Primary hippocampal neurons (a, b, f–k) and cortical neurons (d, e) were treated with vehicle or quinpirole at DIV17 for 24 hrs. (a) Representative images of neurons stained for bassoon, synaptophysin, GluA1 or GluA2. (b) Quantification for (a). (c) The input–output relationship of EPSC_NMDA recorded in hippocampal slices prepared from C57BL/6 mice intraperitoneally injected with D2R agonists (0.5 mg/kg of quinpirole or 10 mg/kg of bromocriptine).
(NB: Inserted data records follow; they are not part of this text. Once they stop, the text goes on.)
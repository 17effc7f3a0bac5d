//! Integration Tests für Taster und I/O-Pins

mod common;

use board_core::input::PinMode;
use board_core::{Button, IoPin, KeyScan, PinDirection};
use common::{Harness, runtime, tick_n, with_rt};

fn press(rt: &common::TestRuntime, a: bool, b: bool) {
    with_rt(rt, |rt| rt.bus_mut().keys = KeyScan { a, b });
    tick_n(rt, 1);
}

// ============================================================================
// Tests: Onboard-Taster
// ============================================================================

#[test]
fn test_click_counts_after_release() {
    let h = Harness::new();
    let mut board = h.board();

    press(&h.runtime, true, false);
    assert!(board.is_down(Button::A));
    assert!(!board.clicked(Button::A));

    press(&h.runtime, false, false);
    assert!(!board.is_down(Button::A));
    assert!(board.clicked(Button::A));
    assert!(!board.clicked(Button::A));
    assert!(!board.clicked(Button::B));
}

#[test]
fn test_both_buttons_consume_single_clicks() {
    let h = Harness::new();
    let mut board = h.board();

    press(&h.runtime, true, true);
    assert!(!board.clicked_both());

    press(&h.runtime, false, false);
    assert!(board.clicked_both());
    assert!(!board.clicked(Button::A));
    assert!(!board.clicked(Button::B));
    assert!(!board.clicked_both());
}

#[test]
fn test_failed_key_scan_keeps_state() {
    let rt = runtime();
    press(&rt, true, false);

    with_rt(&rt, |rt| {
        rt.bus_mut().fail_keys = true;
        rt.bus_mut().keys = KeyScan::default();
    });
    tick_n(&rt, 3);
    assert!(with_rt(&rt, |rt| rt.input.is_down(Button::A)));
}

// ============================================================================
// Tests: I/O-Pins
// ============================================================================

#[test]
fn test_pin_output_follows_duty_cycle() {
    let rt = runtime();
    with_rt(&rt, |rt| rt.input.set_pin_effect(IoPin::D5, 3));

    let mut levels = Vec::new();
    for _ in 0..10 {
        tick_n(&rt, 1);
        levels.push(with_rt(&rt, |rt| rt.pins().levels[IoPin::D5.index()]));
    }

    assert_eq!(
        with_rt(&rt, |rt| rt.pins().directions[IoPin::D5.index()]),
        Some(PinDirection::Output)
    );
    assert_eq!(levels, [true, true, true, false, false, false, false, false, false, false]);
}

#[test]
fn test_pin_effect_duty_is_capped() {
    let rt = runtime();
    with_rt(&rt, |rt| {
        rt.input.set_pin_effect(IoPin::D7, 200);
        assert_eq!(rt.input.pin_mode(IoPin::D7), PinMode::Output(10));
    });
    tick_n(&rt, 10);
    assert!(with_rt(&rt, |rt| rt.pins().levels[IoPin::D7.index()]));
}

#[test]
fn test_pin_button_click() {
    let h = Harness::new();
    let mut board = h.board();
    with_rt(&h.runtime, |rt| rt.input.enable_pin_button(IoPin::D0));
    tick_n(&h.runtime, 1);
    assert_eq!(
        with_rt(&h.runtime, |rt| rt.pins().directions[IoPin::D0.index()]),
        Some(PinDirection::InputPullUp)
    );

    // Aktiv LOW
    with_rt(&h.runtime, |rt| rt.pins_mut().low[IoPin::D0.index()] = true);
    tick_n(&h.runtime, 1);
    assert!(!board.pin_clicked(IoPin::D0));
    with_rt(&h.runtime, |rt| rt.pins_mut().low[IoPin::D0.index()] = false);
    tick_n(&h.runtime, 1);
    assert!(board.pin_clicked(IoPin::D0));
    assert!(!board.pin_clicked(IoPin::D0));
}

#[test]
fn test_clear_pin_drives_low() {
    let rt = runtime();
    with_rt(&rt, |rt| rt.input.set_pin_effect(IoPin::D6, 10));
    tick_n(&rt, 1);
    assert!(with_rt(&rt, |rt| rt.pins().levels[IoPin::D6.index()]));

    with_rt(&rt, |rt| rt.input.clear_pin(IoPin::D6));
    tick_n(&rt, 1);
    with_rt(&rt, |rt| {
        assert!(!rt.pins().levels[IoPin::D6.index()]);
        assert_eq!(rt.input.pin_mode(IoPin::D6), PinMode::Unused);
    });
}
//! WLAN-Zugangsdaten
//!
//! Gespeichert als Textdatei mit einer Zeile `ssid=passphrase` pro Netz,
//! zuletzt hinzugefügte Netze zuerst.

use core::fmt::Write;
use heapless::{String, Vec};

use crate::traits::StorageError;
use crate::types::Credential;

pub const WIFI_CONF_PATH: &str = "/wifi.conf";
pub const FORCED_WIFI_PATH: &str = "/forcedwifi.conf";
pub const MAX_STORED_NETWORKS: usize = 16;
/// Maximale Größe der Datei (16 × (32 + 1 + 64 + 1))
pub const WIFI_FILE_CAPACITY: usize = 1568;

#[derive(Debug, Clone, Default, PartialEq, Eq)]
pub struct CredentialStore {
    entries: Vec<Credential, MAX_STORED_NETWORKS>,
}

impl CredentialStore {
    /// Liest den Dateiinhalt; ungültige Zeilen werden übersprungen
    pub fn parse(text: &str) -> Self {
        let mut entries = Vec::new();
        for credential in text.lines().filter_map(Credential::parse_line) {
            if entries.push(credential).is_err() {
                warn!("WIFI: Credential file has more than {} entries", MAX_STORED_NETWORKS);
                break;
            }
        }
        Self { entries }
    }

    pub fn len(&self) -> usize {
        self.entries.len()
    }

    pub fn is_empty(&self) -> bool {
        self.entries.is_empty()
    }

    pub fn iter(&self) -> impl Iterator<Item = &Credential> {
        self.entries.iter()
    }

    /// Zuletzt hinzugefügtes Netz
    pub fn first(&self) -> Option<&Credential> {
        self.entries.first()
    }

    /// Erster Eintrag mit passender SSID
    pub fn lookup(&self, ssid: &str) -> Option<&Credential> {
        self.entries.iter().find(|c| c.ssid == ssid)
    }

    /// Stellt das Paar an den Anfang, falls es noch nicht gespeichert ist
    ///
    /// Bei voller Liste fällt der älteste Eintrag heraus. Gibt `true`
    /// zurück, wenn sich der Inhalt geändert hat.
    pub fn remember(&mut self, credential: &Credential) -> bool {
        if self.entries.contains(credential) {
            return false;
        }
        if self.entries.is_full() {
            self.entries.pop();
        }
        // Platz ist garantiert, da notfalls oben ein Eintrag entfernt wurde
        let _ = self.entries.insert(0, credential.clone());
        true
    }

    /// Serialisiert die Liste im Dateiformat
    pub fn to_text<const N: usize>(&self, out: &mut String<N>) -> Result<(), StorageError> {
        out.clear();
        for c in &self.entries {
            writeln!(out, "{}={}", c.ssid, c.passphrase).map_err(|_| StorageError::TooLarge)?;
        }
        Ok(())
    }
}

/// Erstes Netz aus `/forcedwifi.conf`
pub fn parse_forced(text: &str) -> Option<Credential> {
    text.lines().find_map(Credential::parse_line)
}

#[cfg(test)]
mod tests {
    use super::*;

    fn cred(ssid: &str, pass: &str) -> Credential {
        Credential::new(ssid, pass).unwrap()
    }

    #[test]
    fn test_parse_skips_invalid_lines() {
        let store = CredentialStore::parse("Heim=pass1\n\nkaputt\nSchule=pass2\r\n");
        assert_eq!(store.len(), 2);
        assert_eq!(store.lookup("Schule").unwrap().passphrase.as_str(), "pass2");
        assert!(store.lookup("kaputt").is_none());
    }

    #[test]
    fn test_lookup_returns_first_match() {
        let store = CredentialStore::parse("Heim=neu\nHeim=alt\n");
        assert_eq!(store.lookup("Heim").unwrap().passphrase.as_str(), "neu");
    }

    #[test]
    fn test_remember_prepends_once() {
        let mut store = CredentialStore::parse("A=1\n");
        assert!(store.remember(&cred("B", "2")));
        assert!(!store.remember(&cred("B", "2")));
        assert_eq!(store.first().unwrap().ssid.as_str(), "B");
        assert_eq!(store.len(), 2);

        let mut text: String<64> = String::new();
        store.to_text(&mut text).unwrap();
        assert_eq!(text.as_str(), "B=2\nA=1\n");
    }

    #[test]
    fn test_remember_evicts_oldest_when_full() {
        let mut store = CredentialStore::default();
        for i in 0..MAX_STORED_NETWORKS as u8 {
            let ssid = [b'a' + i];
            store.remember(&cred(core::str::from_utf8(&ssid).unwrap(), "x"));
        }
        assert!(store.remember(&cred("neu", "x")));
        assert_eq!(store.len(), MAX_STORED_NETWORKS);
        assert!(store.lookup("a").is_none());
        assert_eq!(store.first().unwrap().ssid.as_str(), "neu");
    }

    #[test]
    fn test_forced_uses_first_valid_line() {
        let forced = parse_forced("\nLabor=secret\nAnders=x").unwrap();
        assert_eq!(forced.ssid.as_str(), "Labor");
    }
}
Since EPSC_NMDA was comparable in quinpirole and bromocriptine treated slices (data not shown), data from these slices were pooled. n = 10 cells from 10 slices of 3 animals for each condition in (c). (d) Representative cropped immunoblots for phosphorylated GluN2B (Ser1303) and GluA1 (Ser845); the full–length images of western blots are shown in Supplementary Figure 7c. (e) Quantification for (d); n = 3 independent experiments. (f) Representative images of neurons transfected with the GFP–GluN2A construct. (g) Quantification for (f). (h) Representative images of GFP–GluN2B transfected neurons treated with 1 μM quinpirole alone or along with inhibitors for GluN2B (3 μM of ifenprodil or 1 μM of Ro 25–6891) or dynamin (20 μM). (i) Quantification for (h). (j) Representative images of neurons transfected with the Venus construct and treated with inhibitors as indicated. (k) Quantification of spine density for (k). For all images, n = 15 neurons for each condition. Scale bar, 20 μM. Mann Whitney test was used for statistical analysis. Data are presented as mean ± SEM.